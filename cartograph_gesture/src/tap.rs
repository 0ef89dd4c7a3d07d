// Copyright 2025 the Cartograph Authors
// SPDX-License-Identifier: Apache-2.0 OR MIT

//! Tap recognition: single and double taps from down/up pairs.
//!
//! A press becomes a tap when it is released within
//! [`TapConfig::max_press_ms`] without moving further than
//! [`TapConfig::slop`] and without a second pointer joining. A second press
//! that starts within [`TapConfig::double_tap_ms`] of the first tap's release,
//! and close to it, makes a double tap.
//!
//! A single tap is only confirmed once no second press can follow it, so a
//! double tap is reported exactly once. Until then it is pending; the host
//! calls [`TapState::poll`] after [`TapState::deadline`] to collect it.
//!
//! Timestamps are supplied by the caller in milliseconds.
//!
//! ## Minimal example
//!
//! ```
//! use kurbo::Point;
//! use cartograph_gesture::tap::{Tap, TapState};
//!
//! let mut taps = TapState::default();
//! taps.on_down(Point::new(10.0, 10.0), 1, 1000);
//! assert_eq!(taps.on_up(Point::new(11.0, 10.0), 1080), None);
//! assert_eq!(taps.poll(1200), None);
//! assert_eq!(
//!     taps.poll(1400),
//!     Some(Tap { position: Point::new(10.0, 10.0), count: 1 })
//! );
//!
//! // Two quick presses are one double tap.
//! taps.on_down(Point::new(12.0, 11.0), 1, 2000);
//! taps.on_up(Point::new(12.0, 11.0), 2040);
//! taps.on_down(Point::new(13.0, 11.0), 1, 2150);
//! assert_eq!(taps.on_up(Point::new(13.0, 11.0), 2200).map(|t| t.count), Some(2));
//! assert_eq!(taps.poll(3000), None);
//! ```

use kurbo::Point;

/// Tap recognition thresholds.
#[derive(Clone, Copy, Debug, PartialEq)]
pub struct TapConfig {
    /// Maximum pointer travel, in screen units, for a press to remain a tap.
    ///
    /// Default: `8.0`.
    pub slop: f64,
    /// Maximum time between a tap's release and the next press for the two
    /// to form a double tap.
    ///
    /// Default: `300`.
    pub double_tap_ms: u64,
    /// Maximum press duration of a tap.
    ///
    /// Default: `500`.
    pub max_press_ms: u64,
}

impl Default for TapConfig {
    fn default() -> Self {
        Self {
            slop: 8.0,
            double_tap_ms: 300,
            max_press_ms: 500,
        }
    }
}

/// A recognized tap.
#[derive(Clone, Copy, Debug, PartialEq)]
pub struct Tap {
    /// Screen position where the press started; for a double tap, where
    /// the first press started.
    pub position: Point,
    /// `1` for a single tap, `2` for a double tap.
    pub count: u8,
}

/// Tracks presses to recognize taps.
#[derive(Clone, Copy, Debug, Default)]
pub struct TapState {
    config: TapConfig,
    press: Option<(Point, u64)>,
    /// Single tap awaiting confirmation, with its release time.
    pending: Option<(Point, u64)>,
}

impl TapState {
    /// Creates a recognizer with the given thresholds.
    #[must_use]
    pub fn new(config: TapConfig) -> Self {
        Self {
            config,
            ..Self::default()
        }
    }

    /// Returns the thresholds in use.
    #[must_use]
    pub fn config(&self) -> TapConfig {
        self.config
    }

    /// A pointer went down; `pointer_count` includes it.
    ///
    /// A second pointer turns the press into a pinch, which is never a tap.
    /// Returns the pending single tap when this press cannot pair with it.
    pub fn on_down(
        &mut self,
        position: Point,
        pointer_count: usize,
        time_ms: u64,
    ) -> Option<Tap> {
        self.press = (pointer_count == 1).then_some((position, time_ms));
        let (last, released_at) = self.pending?;
        let pairs = time_ms.saturating_sub(released_at) <= self.config.double_tap_ms
            && last.distance(position) <= self.config.slop * 2.0;
        if pairs || pointer_count != 1 {
            // Left for `on_up`, or for `poll` once the pinch is over.
            return None;
        }
        self.pending = None;
        Some(Tap {
            position: last,
            count: 1,
        })
    }

    /// The pointer moved; travelling beyond the slop cancels the tap.
    pub fn on_move(&mut self, position: Point) {
        if let Some((start, _)) = self.press
            && start.distance(position) > self.config.slop
        {
            self.press = None;
        }
    }

    /// The last pointer went up; returns the double tap this release
    /// completes, if any.
    ///
    /// A single tap is held back until [`poll`](Self::poll) confirms it.
    pub fn on_up(&mut self, position: Point, time_ms: u64) -> Option<Tap> {
        let (start, pressed_at) = self.press.take()?;
        if start.distance(position) > self.config.slop
            || time_ms.saturating_sub(pressed_at) > self.config.max_press_ms
        {
            return None;
        }

        // `on_down` already confirmed a pending tap this press cannot pair with.
        if let Some((first, _)) = self.pending.take() {
            Some(Tap {
                position: first,
                count: 2,
            })
        } else {
            self.pending = Some((start, time_ms));
            None
        }
    }

    /// Confirms the pending single tap once the double-tap window has passed.
    ///
    /// Nothing is confirmed while a press is in progress.
    pub fn poll(&mut self, time_ms: u64) -> Option<Tap> {
        let deadline = self.deadline()?;
        if time_ms < deadline || self.press.is_some() {
            return None;
        }
        let (position, _) = self.pending.take()?;
        Some(Tap { position, count: 1 })
    }

    /// Earliest time at which [`poll`](Self::poll) can confirm the pending
    /// single tap, if there is one.
    #[must_use]
    pub fn deadline(&self) -> Option<u64> {
        let window = self.config.double_tap_ms.saturating_add(1);
        self.pending
            .map(|(_, released_at)| released_at.saturating_add(window))
    }

    /// Forgets any press in progress.
    ///
    /// A pending single tap stays pending.
    pub fn cancel(&mut self) {
        self.press = None;
    }

    /// Forgets the press in progress and the pending single tap.
    pub fn reset(&mut self) {
        self.press = None;
        self.pending = None;
    }
}

#[cfg(test)]
mod tests {
    use kurbo::Point;

    use super::*;

    /// One press at `at`, released 40 ms later on the same spot.
    fn press(taps: &mut TapState, at: Point, time_ms: u64) -> (Option<Tap>, Option<Tap>) {
        let down = taps.on_down(at, 1, time_ms);
        (down, taps.on_up(at, time_ms + 40))
    }

    #[test]
    fn quick_press_is_a_single_tap() {
        let mut taps = TapState::default();
        taps.on_down(Point::new(5.0, 5.0), 1, 0);
        taps.on_move(Point::new(7.0, 6.0));
        assert_eq!(taps.on_up(Point::new(7.0, 6.0), 100), None);
        assert_eq!(taps.deadline(), Some(401));

        assert_eq!(taps.poll(400), None);
        let tap = taps.poll(401).unwrap();
        assert_eq!(tap.count, 1);
        assert_eq!(tap.position, Point::new(5.0, 5.0));
        assert_eq!(taps.poll(1000), None);
        assert_eq!(taps.deadline(), None);
    }

    #[test]
    fn moving_beyond_slop_is_not_a_tap() {
        let mut taps = TapState::default();
        taps.on_down(Point::new(0.0, 0.0), 1, 0);
        taps.on_move(Point::new(20.0, 0.0));
        taps.on_move(Point::new(0.0, 0.0));
        assert_eq!(taps.on_up(Point::new(0.0, 0.0), 50), None);
        assert_eq!(taps.poll(10_000), None);
    }

    #[test]
    fn long_press_is_not_a_tap() {
        let mut taps = TapState::default();
        taps.on_down(Point::new(0.0, 0.0), 1, 0);
        assert_eq!(taps.on_up(Point::new(0.0, 0.0), 501), None);
        assert_eq!(taps.poll(10_000), None);
    }

    #[test]
    fn second_pointer_cancels_tap() {
        let mut taps = TapState::default();
        taps.on_down(Point::new(0.0, 0.0), 1, 0);
        taps.on_down(Point::new(50.0, 0.0), 2, 10);
        assert_eq!(taps.on_up(Point::new(0.0, 0.0), 60), None);
        assert_eq!(taps.poll(10_000), None);
    }

    #[test]
    fn double_tap_is_reported_once() {
        let mut taps = TapState::default();
        assert_eq!(press(&mut taps, Point::new(0.0, 0.0), 0), (None, None));
        let (down, up) = press(&mut taps, Point::new(3.0, 3.0), 200);
        assert_eq!(down, None);
        assert_eq!(
            up,
            Some(Tap {
                position: Point::new(0.0, 0.0),
                count: 2
            })
        );
        assert_eq!(taps.poll(10_000), None);

        // A third tap starts over.
        assert_eq!(press(&mut taps, Point::new(3.0, 3.0), 300), (None, None));
        assert_eq!(taps.poll(10_000).map(|t| t.count), Some(1));
    }

    #[test]
    fn slow_or_distant_second_press_confirms_the_first() {
        let mut taps = TapState::new(TapConfig {
            double_tap_ms: 100,
            ..TapConfig::default()
        });
        press(&mut taps, Point::new(0.0, 0.0), 0);
        let (down, up) = press(&mut taps, Point::new(0.0, 0.0), 500);
        assert_eq!(down.map(|t| t.count), Some(1));
        assert_eq!(up, None);

        let (down, up) = press(&mut taps, Point::new(200.0, 0.0), 560);
        assert_eq!(down.map(|t| t.position), Some(Point::new(0.0, 0.0)));
        assert_eq!(up, None);
        assert_eq!(taps.poll(1000).map(|t| t.position), Some(Point::new(200.0, 0.0)));
    }

    #[test]
    fn held_second_press_delays_confirmation() {
        let mut taps = TapState::default();
        press(&mut taps, Point::new(0.0, 0.0), 0);
        taps.on_down(Point::new(1.0, 0.0), 1, 100);
        assert_eq!(taps.poll(600), None);

        // Dragging away leaves the first tap to be confirmed.
        taps.on_move(Point::new(50.0, 0.0));
        assert_eq!(taps.poll(610).map(|t| t.count), Some(1));
        assert_eq!(taps.on_up(Point::new(50.0, 0.0), 620), None);
    }

    #[test]
    fn up_without_down_is_ignored() {
        let mut taps = TapState::default();
        assert_eq!(taps.on_up(Point::new(0.0, 0.0), 10), None);
        taps.on_down(Point::new(0.0, 0.0), 1, 0);
        taps.cancel();
        assert_eq!(taps.on_up(Point::new(0.0, 0.0), 10), None);
        assert_eq!(taps.poll(10_000), None);
    }

    #[test]
    fn reset_drops_the_pending_tap() {
        let mut taps = TapState::default();
        press(&mut taps, Point::new(0.0, 0.0), 0);
        taps.reset();
        assert_eq!(taps.deadline(), None);
        assert_eq!(taps.poll(10_000), None);
    }
}
// Copyright 2025 the Cartograph Authors
// SPDX-License-Identifier: Apache-2.0 OR MIT

use cartograph_gesture::{GestureTracker, GestureUpdate, TouchAction};
use cartograph_viewport::{PanMode, Viewport, ViewportLimits, ZoomLimits, ZoomMode};
use criterion::{BatchSize, Criterion, black_box, criterion_group, criterion_main};
use kurbo::{Point, Rect, Vec2};

fn viewport() -> Viewport {
    let mut vp = Viewport::new();
    let envelope = Rect::new(-20_000.0, -10_000.0, 20_000.0, 10_000.0);
    let _ = vp.try_initialize(Some(envelope), 1280.0, 720.0);
    vp
}

fn navigation_limits(pan_mode: PanMode) -> ViewportLimits {
    ViewportLimits {
        pan_mode,
        zoom_mode: ZoomMode::KeepWithinResolutions,
        zoom_limits: Some(ZoomLimits::new(0.25, 64.0)),
        ..ViewportLimits::default()
    }
}

/// Pointer pairs of a pinch that spreads and twists over `steps` events.
fn pinch_frames(steps: usize) -> Vec<[Point; 2]> {
    let center = Point::new(640.0, 360.0);
    (0..steps)
        .map(|i| {
            let t = i as f64 / steps as f64;
            let arm = Vec2::from_angle((t * 90.0).to_radians()) * (40.0 + 200.0 * t);
            [center - arm, center + arm]
        })
        .collect()
}

fn drag_frames(steps: usize) -> Vec<Point> {
    (0..steps)
        .map(|i| Point::new(100.0 + i as f64 * 3.0, 200.0 + i as f64))
        .collect()
}

fn bench_navigation(c: &mut Criterion) {
    let mut group = c.benchmark_group("cartograph_navigation");
    group.sample_size(50);
    let envelope = Some(Rect::new(-20_000.0, -10_000.0, 20_000.0, 10_000.0));

    for &steps in &[60_usize, 600] {
        let frames = drag_frames(steps);
        for pan_mode in [PanMode::KeepCenterWithinExtent, PanMode::KeepWithinExtent] {
            let limits = navigation_limits(pan_mode);
            group.bench_function(format!("drag(steps={steps},{pan_mode:?})"), |b| {
                b.iter_batched(
                    || (viewport(), GestureTracker::default()),
                    |(mut vp, mut tracker)| {
                        tracker.handle(TouchAction::Down, &frames[..1], vp.rotation());
                        for p in &frames {
                            let pointers = core::slice::from_ref(p);
                            if let GestureUpdate::Pan(delta) =
                                tracker.handle(TouchAction::Move, pointers, vp.rotation())
                            {
                                delta.apply_to(&mut vp);
                                limits.limit_extent(&mut vp, envelope);
                            }
                        }
                        black_box(vp.center());
                    },
                    BatchSize::SmallInput,
                );
            });
        }

        let frames = pinch_frames(steps);
        let limits = navigation_limits(PanMode::KeepWithinExtent);
        group.bench_function(format!("pinch_rotate(steps={steps})"), |b| {
            b.iter_batched(
                || (viewport(), GestureTracker::default()),
                |(mut vp, mut tracker)| {
                    tracker.handle(TouchAction::PointerDown(1), &frames[0], vp.rotation());
                    for pair in &frames {
                        if let GestureUpdate::Pinch(delta) =
                            tracker.handle(TouchAction::Move, pair, vp.rotation())
                        {
                            delta.apply_to(&mut vp);
                            limits.limit(&mut vp, envelope);
                        }
                    }
                    black_box((vp.resolution(), vp.rotation()));
                },
                BatchSize::SmallInput,
            );
        });
    }

    let vp = viewport();
    let points: Vec<Point> = (0..1024)
        .map(|i| Point::new(f64::from(i) * 7.0, f64::from(i % 720)))
        .collect();
    group.bench_function("screen_world_roundtrip(n=1024)", |b| {
        b.iter(|| {
            let sum = points
                .iter()
                .map(|p| vp.world_to_screen(vp.screen_to_world(*p)))
                .fold(Vec2::ZERO, |acc, p| acc + p.to_vec2());
            black_box(sum);
        });
    });

    group.finish();
}

criterion_group!(benches, bench_navigation);
criterion_main!(benches);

□ □ □ □ □ □ □

> **DIRECTIONS FOR THIS TASK**: Show each line of the data that contains the string "when".

> **SOLVED PROBLEM**:
//! A press becomes a tap when it is released within
    /// Returns the pending single tap when this press cannot pair with it.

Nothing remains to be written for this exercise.